Installing Safari Webdriver for Selenium 2
Automated testing with Selenium is now your best option for scripted web testing if you have been using Selenium IDE with Firefox for the past few years. As of Firefox 55, released in August of 2017, Selenium IDE no longer works “out of the box” with the latest browser. While the folks over at SeleniumHQ work on “Selenium IDE TNG” (The Next Generation, I assume) you are going to be left either running older Firefox 54 which will try to auto-update at every turn or take the opportunity to learn the “big boy” techniques of using Selenium 2 with Webdriver.

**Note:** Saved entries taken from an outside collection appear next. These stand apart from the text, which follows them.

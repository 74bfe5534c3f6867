use csvio_rs::{CsvReader, CsvWriter, TextEncoding};

fn main() {
    println!("=== CSV Round-trip Examples ===\n");

    // Example 1: Write UTF-16 with a byte order mark
    println!("1. Write UTF-16LE with BOM:");
    let mut writer = CsvWriter::new();
    writer.set_delimiter(';').unwrap();
    writer.set_output_encoding(TextEncoding::Utf16Le).unwrap();
    writer.open(Vec::new()).unwrap();
    writer.write_byte_order_mark().unwrap();
    writer
        .bind_columns(
            [("id", "ID"), ("name", "Name"), ("price", "Price"), ("tags", "Tags")],
            true,
        )
        .unwrap();
    writer
        .write_record([("id", "1"), ("name", "Käse; mild"), ("price", "4,50"), ("tags", "food|dairy")])
        .unwrap();
    writer
        .write_record([("id", "2"), ("name", "Brot"), ("price", "2,10"), ("tags", "")])
        .unwrap();
    let bytes = writer.detach().unwrap();
    println!("{} bytes, starting with {:02X?}\n", bytes.len(), &bytes[..4]);

    // Example 2: Read it back, letting the BOM pick the encoding
    println!("2. Read back with BOM detection:");
    let mut reader = CsvReader::new();
    reader.set_delimiter(';').unwrap();
    reader.set_input_encoding(TextEncoding::for_label("UTF-16").unwrap()).unwrap();
    reader.open(bytes.as_slice()).unwrap();
    println!(
        "detected {:?}, resolved {:?}\n",
        reader.bom(),
        reader.resolved_encoding()
    );

    // Example 3: Records with casts
    println!("3. Records with casts:");
    reader.read_columns().unwrap();
    reader
        .set_casts([
            ("ID", "int"),
            ("Price", "number:,"),
            ("Tags", "split|defaultNull"),
        ])
        .unwrap();
    for record in reader.records() {
        let record = record.unwrap();
        println!("{:?}", record);
    }
    println!();

    // Example 4: Custom converter
    println!("4. Custom converter:");
    let mut reader = CsvReader::open_string("a,b\nshout,whisper\n", true).unwrap();
    reader.read_columns().unwrap();
    reader
        .add_converter("exclaim", |value, args| {
            let mark = args.first().map(String::as_str).unwrap_or("!");
            value
                .as_str()
                .map(|text| format!("{text}{mark}").into())
                .unwrap_or(value)
        })
        .unwrap();
    reader.set_casts([("a", "upper|exclaim"), ("b", "exclaim:?")]).unwrap();
    println!("{:?}", reader.read_record().unwrap());
}
//! CSV reader: stream lifecycle, record mapping and casting

use crate::common::{Dialect, StreamState};
use crate::convert::{CastSpec, Converters, Pipeline};
use crate::decoder::RowTokenizer;
use crate::encoding::{encode_text, resolve_bom, Bom, DecodingReader, TextEncoding};
use crate::error::{CsvError, Result};
use crate::schema::{ReadSchema, Record};
use crate::value::Value;
use indexmap::IndexMap;
use serde::{Deserialize, Serialize};
use std::fmt;
use std::fs::File;
use std::io::{BufReader, Chain, Cursor, Read};
use std::path::Path;

/// Options applied when a reader opens its source.
#[derive(Debug, Clone, PartialEq, Eq, Serialize, Deserialize)]
#[serde(default)]
pub struct ReaderOptions {
    pub dialect: Dialect,
    /// Encoding of the source bytes (default: UTF-8)
    pub input_encoding: TextEncoding,
    /// Encoding of the fields returned by [`CsvReader::read_encoded_line`] (default: UTF-8)
    pub output_encoding: TextEncoding,
    /// Probe the source for a byte order mark (default: true)
    pub bom_detection: bool,
}

impl Default for ReaderOptions {
    fn default() -> Self {
        Self {
            dialect: Dialect::default(),
            input_encoding: TextEncoding::Utf8,
            output_encoding: TextEncoding::Utf8,
            bom_detection: true,
        }
    }
}

type Source<R> = BufReader<DecodingReader<Chain<Cursor<Vec<u8>>, R>>>;

struct OpenSource<R> {
    input: Source<R>,
    tokenizer: RowTokenizer,
}

/// Reads rows or column-keyed records from a CSV source.
///
/// Dialect and encoding settings are frozen while a source is open.
///
/// ```
/// use csvio_rs::{CsvReader, Value};
///
/// let mut reader = CsvReader::open_string("id,price\n1, 4.50 \n", true).unwrap();
/// reader.read_columns().unwrap();
/// reader.set_cast("price", "number").unwrap();
///
/// let record = reader.read_record().unwrap().unwrap();
/// assert_eq!(record["price"], Value::from("4.50"));
/// ```
pub struct CsvReader<R> {
    options: ReaderOptions,
    state: StreamState,
    source: Option<OpenSource<R>>,
    resolved_encoding: Option<TextEncoding>,
    bom: Option<Bom>,
    schema: Option<ReadSchema>,
    casts: IndexMap<String, CastSpec>,
    pipelines: IndexMap<String, Pipeline>,
    converters: Converters,
}

impl<R> fmt::Debug for CsvReader<R> {
    fn fmt(&self, f: &mut fmt::Formatter<'_>) -> fmt::Result {
        f.debug_struct("CsvReader")
            .field("options", &self.options)
            .field("state", &self.state)
            .field("open", &self.source.is_some())
            .field("resolved_encoding", &self.resolved_encoding)
            .field("bom", &self.bom)
            .field("schema", &self.schema)
            .field("casts", &self.casts)
            .field("pipelines", &self.pipelines)
            .field("converters", &self.converters)
            .finish()
    }
}

impl<R> Default for CsvReader<R> {
    fn default() -> Self {
        Self::with_options(ReaderOptions::default())
    }
}

impl<R> CsvReader<R> {
    pub fn new() -> Self {
        Self::default()
    }

    pub fn with_options(options: ReaderOptions) -> Self {
        Self {
            options,
            state: StreamState::Unbound,
            source: None,
            resolved_encoding: None,
            bom: None,
            schema: None,
            casts: IndexMap::new(),
            pipelines: IndexMap::new(),
            converters: Converters::new(),
        }
    }

    fn settings(&mut self, setting: &'static str) -> Result<&mut ReaderOptions> {
        if self.source.is_some() {
            return Err(CsvError::AlreadyOpen(setting));
        }
        Ok(&mut self.options)
    }

    pub fn set_delimiter(&mut self, delimiter: char) -> Result<&mut Self> {
        self.settings("delimiter")?.dialect.delimiter = delimiter;
        Ok(self)
    }

    /// `None` disables quoting.
    pub fn set_enclosure(&mut self, enclosure: Option<char>) -> Result<&mut Self> {
        self.settings("enclosure")?.dialect.enclosure = enclosure;
        Ok(self)
    }

    pub fn set_escape(&mut self, escape: Option<char>) -> Result<&mut Self> {
        self.settings("escape")?.dialect.escape = escape;
        Ok(self)
    }

    pub fn set_dialect(&mut self, dialect: Dialect) -> Result<&mut Self> {
        self.settings("dialect")?.dialect = dialect;
        Ok(self)
    }

    pub fn set_input_encoding(&mut self, encoding: TextEncoding) -> Result<&mut Self> {
        self.settings("input encoding")?.input_encoding = encoding;
        Ok(self)
    }

    pub fn set_output_encoding(&mut self, encoding: TextEncoding) -> Result<&mut Self> {
        self.settings("output encoding")?.output_encoding = encoding;
        Ok(self)
    }

    pub fn set_bom_detection(&mut self, detect: bool) -> Result<&mut Self> {
        self.settings("BOM detection")?.bom_detection = detect;
        Ok(self)
    }

    pub fn options(&self) -> &ReaderOptions {
        &self.options
    }

    pub fn dialect(&self) -> &Dialect {
        &self.options.dialect
    }

    pub fn input_encoding(&self) -> TextEncoding {
        self.options.input_encoding
    }

    pub fn output_encoding(&self) -> TextEncoding {
        self.options.output_encoding
    }

    /// Encoding the open source is decoded with, refined by its BOM.
    pub fn resolved_encoding(&self) -> Option<TextEncoding> {
        self.resolved_encoding
    }

    /// The BOM consumed when the source was opened.
    pub fn bom(&self) -> Option<Bom> {
        self.bom
    }

    pub fn state(&self) -> StreamState {
        self.state
    }

    pub fn is_open(&self) -> bool {
        self.source.is_some()
    }

    /// Number of physical lines consumed from the open source.
    pub fn line_num(&self) -> usize {
        self.source.as_ref().map_or(0, |s| s.tokenizer.line_num())
    }

    /// Sets the column schema used by [`read_record`](Self::read_record).
    pub fn set_columns<I, S>(&mut self, columns: I) -> &mut Self
    where
        I: IntoIterator<Item = S>,
        S: Into<String>,
    {
        self.schema = Some(ReadSchema::new(columns.into_iter().map(Into::into).collect()));
        self
    }

    pub fn columns(&self) -> Option<&[String]> {
        self.schema.as_ref().map(ReadSchema::keys)
    }

    /// `true` if every key is part of the schema.
    pub fn columns_exist<S: AsRef<str>>(&self, keys: &[S]) -> Result<bool> {
        let schema = self
            .schema
            .as_ref()
            .ok_or(CsvError::ColumnsUnknown("columns_exist"))?;
        Ok(schema.contains_all(keys))
    }

    pub fn column_exists(&self, key: &str) -> Result<bool> {
        self.columns_exist(&[key])
    }

    /// Replaces all cast specifications.
    pub fn set_casts<I, K, C>(&mut self, casts: I) -> Result<&mut Self>
    where
        I: IntoIterator<Item = (K, C)>,
        K: Into<String>,
        C: Into<CastSpec>,
    {
        let casts: IndexMap<String, CastSpec> = casts
            .into_iter()
            .map(|(k, c)| (k.into(), c.into()))
            .collect();
        self.pipelines = compile_casts(&self.converters, &casts)?;
        self.casts = casts;
        Ok(self)
    }

    /// Sets the cast specification of one column.
    pub fn set_cast(&mut self, column: impl Into<String>, cast: impl Into<CastSpec>) -> Result<&mut Self> {
        let column = column.into();
        let cast = cast.into();
        let pipeline = self.converters.compile(&cast)?;
        self.pipelines.insert(column.clone(), pipeline);
        self.casts.insert(column, cast);
        Ok(self)
    }

    pub fn casts(&self) -> &IndexMap<String, CastSpec> {
        &self.casts
    }

    /// Registers a converter usable in cast specifications; it shadows a built-in of the same name.
    pub fn add_converter<F>(&mut self, name: impl Into<String>, f: F) -> Result<&mut Self>
    where
        F: Fn(Value, &[String]) -> Value + Send + Sync + 'static,
    {
        let mut converters = self.converters.clone();
        converters.add_converter(name, f);
        self.replace_converters(converters)
    }

    /// With strict converters an unknown converter name fails instead of passing values through.
    pub fn set_strict_converters(&mut self, strict: bool) -> Result<&mut Self> {
        let mut converters = self.converters.clone();
        converters.set_strict(strict);
        self.replace_converters(converters)
    }

    pub fn set_default_decimal_separator(&mut self, separator: impl Into<String>) -> &mut Self {
        self.converters.set_default_decimal_separator(separator);
        self
    }

    pub fn default_decimal_separator(&self) -> &str {
        self.converters.default_decimal_separator()
    }

    /// Swaps the converters only if every cast still compiles with them.
    fn replace_converters(&mut self, converters: Converters) -> Result<&mut Self> {
        self.pipelines = compile_casts(&converters, &self.casts)?;
        self.converters = converters;
        Ok(self)
    }

    /// Releases the source. Reading sources need no flushing, so this cannot fail.
    pub fn close(&mut self) -> &mut Self {
        if self.source.take().is_some() {
            tracing::debug!("closed CSV source");
            self.state = StreamState::Closed;
        }
        self
    }

    /// Releases the source and hands it back to the caller.
    ///
    /// Bytes already buffered by the reader are not returned to the source.
    pub fn detach(&mut self) -> Option<R> {
        let open = self.source.take()?;
        tracing::debug!(line = open.tokenizer.line_num(), "detached CSV source");
        self.state = StreamState::Detached;
        let (_, source) = open.input.into_inner().into_inner().into_inner();
        Some(source)
    }
}

impl<R: Read> CsvReader<R> {
    /// Opens `source` with the configured dialect and encodings.
    ///
    /// A source that is still open is released first.
    pub fn open(&mut self, source: R) -> Result<&mut Self> {
        self.options.dialect.validate()?;
        if self.source.take().is_some() {
            tracing::debug!("replacing open CSV source");
            self.state = StreamState::Closed;
        }

        let resolution = resolve_bom(
            source,
            self.options.input_encoding,
            self.options.bom_detection,
        )
        .map_err(CsvError::Read)?;

        tracing::debug!(
            encoding = %resolution.encoding,
            bom = ?resolution.bom,
            "opened CSV source"
        );

        self.resolved_encoding = Some(resolution.encoding);
        self.bom = resolution.bom;
        self.source = Some(OpenSource {
            input: BufReader::new(DecodingReader::new(resolution.source, resolution.encoding)),
            tokenizer: RowTokenizer::new(&self.options.dialect),
        });
        self.state = StreamState::Open;
        Ok(self)
    }

    /// Opens `source`, overriding BOM detection for this source only.
    pub fn open_with_bom_detection(&mut self, source: R, bom_detection: bool) -> Result<&mut Self> {
        let configured = self.options.bom_detection;
        self.options.bom_detection = bom_detection;
        let opened = self.open(source).map(|_| ());
        self.options.bom_detection = configured;
        opened.map(|_| self)
    }

    /// Reads the next row of fields; `Ok(None)` at end of input.
    pub fn read_line(&mut self) -> Result<Option<Vec<String>>> {
        let open = self.source.as_mut().ok_or(CsvError::NotOpen)?;
        open.tokenizer
            .next_row(&mut open.input)
            .map_err(CsvError::Read)
    }

    /// Reads the next row with every field encoded in the output encoding.
    pub fn read_encoded_line(&mut self) -> Result<Option<Vec<Vec<u8>>>> {
        let encoding = self.options.output_encoding;
        Ok(self.read_line()?.map(|fields| {
            fields
                .iter()
                .map(|f| encode_text(f, encoding).into_owned())
                .collect()
        }))
    }

    /// Reads the next row and uses it as the column schema.
    ///
    /// An empty source leaves an empty schema.
    pub fn read_columns(&mut self) -> Result<&mut Self> {
        let columns = self.read_line()?.unwrap_or_default();
        Ok(self.set_columns(columns))
    }

    /// Reads the next row as a record keyed by the column schema, with casts applied.
    pub fn read_record(&mut self) -> Result<Option<Record>> {
        if self.schema.is_none() {
            return Err(CsvError::ColumnsUnknown("read_record"));
        }
        let Some(fields) = self.read_line()? else {
            return Ok(None);
        };
        let Some(schema) = self.schema.as_ref() else {
            return Err(CsvError::ColumnsUnknown("read_record"));
        };

        let mut record = schema.map_row(fields);
        for (column, pipeline) in &self.pipelines {
            if let Some(value) = record.get_mut(column) {
                let raw = std::mem::take(value);
                *value = self.converters.apply(pipeline, raw);
            }
        }
        Ok(Some(record))
    }

    /// Lazy sequence of the remaining rows.
    pub fn rows(&mut self) -> Rows<'_, R> {
        Rows { reader: self }
    }

    /// Lazy sequence of the remaining records.
    pub fn records(&mut self) -> Records<'_, R> {
        Records { reader: self }
    }
}

impl CsvReader<File> {
    pub fn open_path(&mut self, path: impl AsRef<Path>) -> Result<&mut Self> {
        let path = path.as_ref();
        let file = File::open(path).map_err(|source| CsvError::Open {
            path: path.to_path_buf(),
            source,
        })?;
        self.open(file)
    }
}

impl CsvReader<Cursor<Vec<u8>>> {
    /// Reader over in-memory text using the default options.
    pub fn open_string(text: impl Into<String>, bom_detection: bool) -> Result<Self> {
        let mut reader = Self::new();
        reader.open_with_bom_detection(Cursor::new(text.into().into_bytes()), bom_detection)?;
        Ok(reader)
    }
}

fn compile_casts(
    converters: &Converters,
    casts: &IndexMap<String, CastSpec>,
) -> Result<IndexMap<String, Pipeline>> {
    casts
        .iter()
        .map(|(k, c)| Ok((k.clone(), converters.compile(c)?)))
        .collect()
}

/// Iterator returned by [`CsvReader::rows`].
pub struct Rows<'a, R> {
    reader: &'a mut CsvReader<R>,
}

impl<R: Read> Iterator for Rows<'_, R> {
    type Item = Result<Vec<String>>;

    fn next(&mut self) -> Option<Self::Item> {
        self.reader.read_line().transpose()
    }
}

/// Iterator returned by [`CsvReader::records`].
pub struct Records<'a, R> {
    reader: &'a mut CsvReader<R>,
}

impl<R: Read> Iterator for Records<'_, R> {
    type Item = Result<Record>;

    fn next(&mut self) -> Option<Self::Item> {
        self.reader.read_record().transpose()
    }
}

Selenium 2 Versus Selenium IDE
Unlike Selenium IDE which was essentially an “all in one” script recorder and playback utility for Firefox, Selenium 2 (Selenium Server + Webdriver) is a client and server combo-meal that uses the server to run logic and send commands to the client that sits on your favorite browser and executes the commands.
Installing Webdriver On Safari
Since this article is about Webdriver and Safari 11, we are going to focus on what it takes to get this running on MacOS with Safari. The latest version, Safari 11, was released in September 2017 so we’ll focus on that. Though Safari 10 “Webdriver” configuration is similar. Note that I use “Webdriver” in quotes. For Safari 10 and 11 it was known as “Safaridriver” instead.
Since Safari 10 there is NOTHING TO DOWNLOAD. That’s right. Nothing. It is already baked-in to the shipping version of Safari. That’s pretty damn sweet.
WebDriver Support
Safari on macOS supports
WebDriver
, which lets you automate web-content testing. It provides a set of interfaces to manipulate DOM elements and control the browser’s behavior. You can enable Remote Automation in the Develop menu and then launch the server using/usr/bin/safaridriver
. For information about library integrations as they become available, see the information about Selenium WebDriver.
How do you enable the web driver then?
Go to the Develop menu on Safari and select “Allow Remote Automation”.
That’s it. You’re done with setting up the client.
My next article will go over how to use this automation to test web apps using a JavaScript-based command set. There are a lot of options for languages and far deeper tests you can run with the coding logic than the Selenium IDE setup. While not as simple as record-and-play of Selenium IDE, any coder that was trying to coerce Selenium IDE with rollups and built-in JavaScript code snippets will find this process a little more work with a lot more power.